Krishna
1

The Root mean square is the kind of average that you want to use when it’s the square of the values that you’re interested in. This pops up surprisingly often.

For example, if you have a mass oscillating back and forth on a spring, its kinetic energy depends on the square of velocity, while its potential energy depends on the square of position. (Note that, in such a case, the arithmetic means of both position and velocity are useless; for oscillatory motion, both are zero, which doesn’t tell you anything interesting.) So, if you want to talk about a representative displacement, or a representative speed, RMS is the way to go: they result in the correct average energies.

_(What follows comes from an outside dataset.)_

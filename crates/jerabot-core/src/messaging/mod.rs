//! Transport abstraction (Telegram today, anything with polling + replies tomorrow).

pub mod port;
pub mod throttled;
pub mod types;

### Root Mean Square Velocity

Since we now know how to relate temperature and kinetic energy, we can relate temperature to the velocity of gas molecules. Note since these are distributions the values (E_k or velocity) that we are talking about are always averages.

E_{k\ }\ =\ \frac{3}{2}RT\

E_k\ =\ \frac{1}{2}mv^2

setting these two equal and solving for the average square velocity we get

v^2=\ \frac{3RT}{m}

The root mean square velocity or v_{rms} is the square root of the average square velocity and is

v_{rms\ }=\ \sqrt{\frac{3RT}{M}}

Where M is equal to the molar mass of the molecule in kg/mol. The root mean square velocity is the square root of the average of the square of the velocity. As such, it has units of velocity. The reason we use the rms velocity instead of the average is that for a typical gas sample the net velocity is zero since the particles are moving in all directions. This is a key formula as the velocity of the particles is what determines both the diffusion and effusion rates.